_EXERCISE GOAL_
Exactly the lines starting at the line containing "PartialOrd, Ord, Hash)]" and ending at the line containing "impl fmt::Display for" are to be written out from the listing below, both included.

_RECORDS TO USE_
==========

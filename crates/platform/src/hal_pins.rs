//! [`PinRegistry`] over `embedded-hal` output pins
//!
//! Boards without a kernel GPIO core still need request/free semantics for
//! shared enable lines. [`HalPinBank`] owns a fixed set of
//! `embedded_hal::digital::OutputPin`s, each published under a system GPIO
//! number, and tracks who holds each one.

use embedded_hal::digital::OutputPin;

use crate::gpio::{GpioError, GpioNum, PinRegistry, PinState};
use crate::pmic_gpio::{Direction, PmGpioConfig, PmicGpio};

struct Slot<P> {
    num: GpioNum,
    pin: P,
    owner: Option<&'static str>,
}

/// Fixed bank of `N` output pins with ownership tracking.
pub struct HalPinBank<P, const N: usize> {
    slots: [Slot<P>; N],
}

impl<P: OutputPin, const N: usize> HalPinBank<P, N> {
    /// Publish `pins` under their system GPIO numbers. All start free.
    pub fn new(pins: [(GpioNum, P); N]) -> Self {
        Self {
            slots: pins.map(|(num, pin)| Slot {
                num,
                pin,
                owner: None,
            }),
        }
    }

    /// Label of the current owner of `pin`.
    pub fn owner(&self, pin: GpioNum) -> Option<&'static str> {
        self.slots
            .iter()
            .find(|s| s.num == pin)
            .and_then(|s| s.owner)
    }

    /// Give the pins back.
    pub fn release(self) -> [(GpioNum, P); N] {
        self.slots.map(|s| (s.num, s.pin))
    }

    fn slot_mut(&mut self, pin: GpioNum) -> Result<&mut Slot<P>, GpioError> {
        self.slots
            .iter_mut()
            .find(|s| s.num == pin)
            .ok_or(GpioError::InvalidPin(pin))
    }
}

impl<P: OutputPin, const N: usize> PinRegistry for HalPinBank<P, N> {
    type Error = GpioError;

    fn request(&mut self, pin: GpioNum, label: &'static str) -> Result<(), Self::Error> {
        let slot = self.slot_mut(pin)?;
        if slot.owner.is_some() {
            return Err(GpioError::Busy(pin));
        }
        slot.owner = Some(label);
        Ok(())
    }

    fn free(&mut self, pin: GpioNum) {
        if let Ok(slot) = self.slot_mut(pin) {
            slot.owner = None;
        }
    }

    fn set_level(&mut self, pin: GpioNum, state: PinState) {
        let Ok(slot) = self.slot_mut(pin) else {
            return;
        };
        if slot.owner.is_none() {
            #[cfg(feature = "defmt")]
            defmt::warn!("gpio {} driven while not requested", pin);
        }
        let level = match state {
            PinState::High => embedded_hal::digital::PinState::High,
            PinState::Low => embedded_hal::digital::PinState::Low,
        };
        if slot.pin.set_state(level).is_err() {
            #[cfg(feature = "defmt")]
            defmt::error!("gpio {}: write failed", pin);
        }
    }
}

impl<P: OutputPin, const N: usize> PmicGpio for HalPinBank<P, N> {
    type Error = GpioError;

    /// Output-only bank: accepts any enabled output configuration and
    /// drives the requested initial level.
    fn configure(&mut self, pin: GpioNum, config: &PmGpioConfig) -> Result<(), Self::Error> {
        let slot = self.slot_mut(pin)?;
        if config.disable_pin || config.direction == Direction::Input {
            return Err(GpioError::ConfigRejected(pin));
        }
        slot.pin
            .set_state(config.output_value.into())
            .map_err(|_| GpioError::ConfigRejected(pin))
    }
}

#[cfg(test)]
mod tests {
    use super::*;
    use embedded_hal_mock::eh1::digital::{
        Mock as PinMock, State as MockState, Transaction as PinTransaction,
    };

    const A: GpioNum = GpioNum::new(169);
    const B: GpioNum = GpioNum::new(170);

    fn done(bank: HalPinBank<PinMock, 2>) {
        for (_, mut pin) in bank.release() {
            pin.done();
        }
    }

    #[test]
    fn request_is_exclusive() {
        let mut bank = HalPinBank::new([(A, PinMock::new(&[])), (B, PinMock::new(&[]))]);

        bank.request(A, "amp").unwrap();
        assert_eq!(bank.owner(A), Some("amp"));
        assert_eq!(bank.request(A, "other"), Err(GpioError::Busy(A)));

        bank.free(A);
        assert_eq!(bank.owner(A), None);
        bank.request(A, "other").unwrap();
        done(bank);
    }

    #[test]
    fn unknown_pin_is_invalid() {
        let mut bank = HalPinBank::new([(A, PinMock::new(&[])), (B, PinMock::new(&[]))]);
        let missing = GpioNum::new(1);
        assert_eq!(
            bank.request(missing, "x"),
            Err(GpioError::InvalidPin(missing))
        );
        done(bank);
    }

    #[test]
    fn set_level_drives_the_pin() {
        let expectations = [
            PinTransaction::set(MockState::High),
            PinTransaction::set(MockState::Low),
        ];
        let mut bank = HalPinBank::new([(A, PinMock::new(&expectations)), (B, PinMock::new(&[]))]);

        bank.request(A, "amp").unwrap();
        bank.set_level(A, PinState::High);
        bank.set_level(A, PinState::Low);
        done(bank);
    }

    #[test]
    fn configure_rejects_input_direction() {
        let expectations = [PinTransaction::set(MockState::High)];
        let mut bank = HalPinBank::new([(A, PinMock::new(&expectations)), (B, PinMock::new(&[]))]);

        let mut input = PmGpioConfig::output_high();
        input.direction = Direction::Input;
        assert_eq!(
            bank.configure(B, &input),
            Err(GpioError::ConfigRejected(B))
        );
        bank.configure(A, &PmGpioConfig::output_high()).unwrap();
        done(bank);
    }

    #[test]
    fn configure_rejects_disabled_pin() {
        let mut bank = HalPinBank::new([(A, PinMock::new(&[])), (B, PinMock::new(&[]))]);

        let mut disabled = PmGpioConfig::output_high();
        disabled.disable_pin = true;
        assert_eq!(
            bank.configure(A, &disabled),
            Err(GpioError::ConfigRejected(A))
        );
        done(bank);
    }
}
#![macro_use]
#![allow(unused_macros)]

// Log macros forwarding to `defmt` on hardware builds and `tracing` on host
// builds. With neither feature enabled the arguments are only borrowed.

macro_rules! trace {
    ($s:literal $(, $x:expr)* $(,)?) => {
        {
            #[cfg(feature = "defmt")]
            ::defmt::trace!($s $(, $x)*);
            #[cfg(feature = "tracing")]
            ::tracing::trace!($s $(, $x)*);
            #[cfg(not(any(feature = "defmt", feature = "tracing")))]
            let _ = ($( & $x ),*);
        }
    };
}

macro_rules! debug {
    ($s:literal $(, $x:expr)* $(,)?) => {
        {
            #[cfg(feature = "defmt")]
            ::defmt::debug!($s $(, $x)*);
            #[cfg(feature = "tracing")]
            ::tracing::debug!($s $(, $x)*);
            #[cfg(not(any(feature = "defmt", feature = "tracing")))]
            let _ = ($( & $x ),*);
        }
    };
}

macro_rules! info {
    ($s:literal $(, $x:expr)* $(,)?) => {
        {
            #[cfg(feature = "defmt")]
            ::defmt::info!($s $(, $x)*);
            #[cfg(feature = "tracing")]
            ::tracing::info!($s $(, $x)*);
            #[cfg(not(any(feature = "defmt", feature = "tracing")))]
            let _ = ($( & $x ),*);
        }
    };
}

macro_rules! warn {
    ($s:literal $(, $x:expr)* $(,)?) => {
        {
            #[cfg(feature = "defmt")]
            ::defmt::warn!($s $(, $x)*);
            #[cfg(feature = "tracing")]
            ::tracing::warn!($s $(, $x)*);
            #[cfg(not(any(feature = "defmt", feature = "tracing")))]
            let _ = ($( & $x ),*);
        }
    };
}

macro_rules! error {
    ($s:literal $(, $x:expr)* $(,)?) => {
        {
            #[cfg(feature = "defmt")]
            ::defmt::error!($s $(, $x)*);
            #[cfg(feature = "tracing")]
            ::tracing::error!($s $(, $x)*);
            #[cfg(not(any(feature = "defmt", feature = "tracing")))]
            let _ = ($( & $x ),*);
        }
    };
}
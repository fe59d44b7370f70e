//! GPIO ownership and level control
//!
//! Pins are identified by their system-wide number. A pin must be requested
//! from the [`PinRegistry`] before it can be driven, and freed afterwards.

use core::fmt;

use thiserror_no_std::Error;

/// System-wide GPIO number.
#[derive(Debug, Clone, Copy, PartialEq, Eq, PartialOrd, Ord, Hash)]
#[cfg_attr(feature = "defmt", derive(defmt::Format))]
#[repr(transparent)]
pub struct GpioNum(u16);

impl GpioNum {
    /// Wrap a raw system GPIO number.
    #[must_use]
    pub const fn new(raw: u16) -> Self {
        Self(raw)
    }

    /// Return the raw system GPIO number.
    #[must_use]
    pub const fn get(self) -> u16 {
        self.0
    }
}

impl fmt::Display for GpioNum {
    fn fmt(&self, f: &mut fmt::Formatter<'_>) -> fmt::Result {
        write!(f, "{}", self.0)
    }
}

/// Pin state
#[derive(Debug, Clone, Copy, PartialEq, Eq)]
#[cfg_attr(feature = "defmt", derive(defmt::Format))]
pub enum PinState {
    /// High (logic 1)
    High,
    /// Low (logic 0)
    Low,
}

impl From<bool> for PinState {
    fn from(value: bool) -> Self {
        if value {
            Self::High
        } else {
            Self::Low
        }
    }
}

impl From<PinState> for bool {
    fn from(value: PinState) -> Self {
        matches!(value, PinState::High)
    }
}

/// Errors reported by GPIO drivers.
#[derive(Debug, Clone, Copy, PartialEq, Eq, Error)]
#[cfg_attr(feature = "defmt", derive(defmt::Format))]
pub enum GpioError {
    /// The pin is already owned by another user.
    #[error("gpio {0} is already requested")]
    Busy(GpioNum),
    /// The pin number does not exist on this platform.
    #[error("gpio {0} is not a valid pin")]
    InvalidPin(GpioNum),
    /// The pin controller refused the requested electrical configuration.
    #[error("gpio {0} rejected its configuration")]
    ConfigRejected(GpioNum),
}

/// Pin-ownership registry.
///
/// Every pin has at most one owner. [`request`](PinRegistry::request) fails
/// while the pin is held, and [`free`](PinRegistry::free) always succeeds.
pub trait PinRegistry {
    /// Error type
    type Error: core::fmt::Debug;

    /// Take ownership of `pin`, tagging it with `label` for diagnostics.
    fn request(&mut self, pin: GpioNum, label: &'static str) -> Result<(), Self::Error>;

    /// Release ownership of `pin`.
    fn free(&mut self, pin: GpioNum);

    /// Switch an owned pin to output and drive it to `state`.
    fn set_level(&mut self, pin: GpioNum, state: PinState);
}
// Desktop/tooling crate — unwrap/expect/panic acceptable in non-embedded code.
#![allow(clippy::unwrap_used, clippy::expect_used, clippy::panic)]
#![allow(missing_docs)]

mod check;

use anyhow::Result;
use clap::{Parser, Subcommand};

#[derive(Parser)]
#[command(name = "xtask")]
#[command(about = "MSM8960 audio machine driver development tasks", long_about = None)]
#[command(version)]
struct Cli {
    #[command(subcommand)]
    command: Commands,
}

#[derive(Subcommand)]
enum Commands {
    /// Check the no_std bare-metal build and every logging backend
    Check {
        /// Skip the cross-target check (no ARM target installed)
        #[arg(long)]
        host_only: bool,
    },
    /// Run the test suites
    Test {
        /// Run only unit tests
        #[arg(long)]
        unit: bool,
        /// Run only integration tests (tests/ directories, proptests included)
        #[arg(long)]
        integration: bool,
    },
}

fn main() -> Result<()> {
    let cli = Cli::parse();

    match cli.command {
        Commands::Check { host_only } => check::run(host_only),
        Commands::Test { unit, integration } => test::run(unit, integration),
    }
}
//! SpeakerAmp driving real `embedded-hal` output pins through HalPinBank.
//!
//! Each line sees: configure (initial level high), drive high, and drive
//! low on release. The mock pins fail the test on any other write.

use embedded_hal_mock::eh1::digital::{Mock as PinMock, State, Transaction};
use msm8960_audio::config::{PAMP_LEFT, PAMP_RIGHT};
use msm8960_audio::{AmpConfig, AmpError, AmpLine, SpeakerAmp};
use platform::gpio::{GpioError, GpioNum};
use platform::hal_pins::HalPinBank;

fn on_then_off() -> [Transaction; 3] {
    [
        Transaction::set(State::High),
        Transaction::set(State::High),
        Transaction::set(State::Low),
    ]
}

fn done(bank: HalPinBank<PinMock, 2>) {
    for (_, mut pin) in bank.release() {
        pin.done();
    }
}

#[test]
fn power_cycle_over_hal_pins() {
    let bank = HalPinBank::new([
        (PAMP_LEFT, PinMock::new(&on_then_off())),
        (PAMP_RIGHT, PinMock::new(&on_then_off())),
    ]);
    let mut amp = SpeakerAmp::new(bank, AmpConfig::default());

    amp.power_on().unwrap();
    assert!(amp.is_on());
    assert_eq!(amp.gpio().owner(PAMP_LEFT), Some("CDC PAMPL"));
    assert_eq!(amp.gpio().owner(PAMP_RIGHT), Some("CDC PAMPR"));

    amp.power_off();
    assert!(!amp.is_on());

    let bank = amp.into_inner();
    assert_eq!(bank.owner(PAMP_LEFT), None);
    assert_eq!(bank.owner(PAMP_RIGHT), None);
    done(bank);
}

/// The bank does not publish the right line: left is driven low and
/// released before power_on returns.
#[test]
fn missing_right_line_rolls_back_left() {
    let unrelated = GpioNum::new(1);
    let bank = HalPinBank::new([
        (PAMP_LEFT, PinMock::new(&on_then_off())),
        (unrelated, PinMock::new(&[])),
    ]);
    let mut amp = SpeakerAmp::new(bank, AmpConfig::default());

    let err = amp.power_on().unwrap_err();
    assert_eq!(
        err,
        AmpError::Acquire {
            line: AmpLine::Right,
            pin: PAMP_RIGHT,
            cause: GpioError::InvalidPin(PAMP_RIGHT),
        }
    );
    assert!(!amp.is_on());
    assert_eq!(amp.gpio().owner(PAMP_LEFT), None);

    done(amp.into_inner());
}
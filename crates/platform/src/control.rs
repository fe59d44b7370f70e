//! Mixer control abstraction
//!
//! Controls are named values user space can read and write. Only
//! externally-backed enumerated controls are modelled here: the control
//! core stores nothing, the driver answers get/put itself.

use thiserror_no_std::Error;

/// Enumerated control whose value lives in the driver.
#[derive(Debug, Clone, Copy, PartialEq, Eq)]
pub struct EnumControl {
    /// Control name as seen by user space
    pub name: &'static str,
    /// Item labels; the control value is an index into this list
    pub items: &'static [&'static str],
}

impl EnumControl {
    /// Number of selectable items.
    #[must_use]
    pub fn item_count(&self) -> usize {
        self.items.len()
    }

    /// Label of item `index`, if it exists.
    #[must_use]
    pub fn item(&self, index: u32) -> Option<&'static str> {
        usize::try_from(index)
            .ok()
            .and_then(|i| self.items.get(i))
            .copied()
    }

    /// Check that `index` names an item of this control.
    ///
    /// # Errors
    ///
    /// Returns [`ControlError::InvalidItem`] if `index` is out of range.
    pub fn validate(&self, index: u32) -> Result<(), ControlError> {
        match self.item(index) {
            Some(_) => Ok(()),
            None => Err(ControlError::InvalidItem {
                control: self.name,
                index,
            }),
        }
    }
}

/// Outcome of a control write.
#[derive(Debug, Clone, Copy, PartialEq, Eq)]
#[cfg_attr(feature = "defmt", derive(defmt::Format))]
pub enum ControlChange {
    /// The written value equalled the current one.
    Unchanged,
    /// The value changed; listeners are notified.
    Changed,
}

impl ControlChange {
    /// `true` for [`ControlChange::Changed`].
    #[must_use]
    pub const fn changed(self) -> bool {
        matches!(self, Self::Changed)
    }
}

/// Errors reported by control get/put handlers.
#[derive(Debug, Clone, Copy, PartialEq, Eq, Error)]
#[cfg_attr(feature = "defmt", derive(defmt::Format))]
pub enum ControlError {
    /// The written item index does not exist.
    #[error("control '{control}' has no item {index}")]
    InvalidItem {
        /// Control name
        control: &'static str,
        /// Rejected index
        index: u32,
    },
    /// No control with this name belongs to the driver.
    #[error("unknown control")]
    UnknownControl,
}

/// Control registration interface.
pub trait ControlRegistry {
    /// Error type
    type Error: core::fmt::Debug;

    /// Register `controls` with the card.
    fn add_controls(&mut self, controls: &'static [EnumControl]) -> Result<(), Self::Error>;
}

==========

_RESPONSE TO THE TASK_
#[derive(Debug, Clone, Copy, PartialEq, Eq, PartialOrd, Ord, Hash)]
#[cfg_attr(feature = "defmt", derive(defmt::Format))]
#[repr(transparent)]
pub struct GpioNum(u16);

impl GpioNum {
    /// Wrap a raw system GPIO number.
    #[must_use]
    pub const fn new(raw: u16) -> Self {
        Self(raw)
    }

    /// Return the raw system GPIO number.
    #[must_use]
    pub const fn get(self) -> u16 {
        self.0
    }
}

impl fmt::Display for GpioNum {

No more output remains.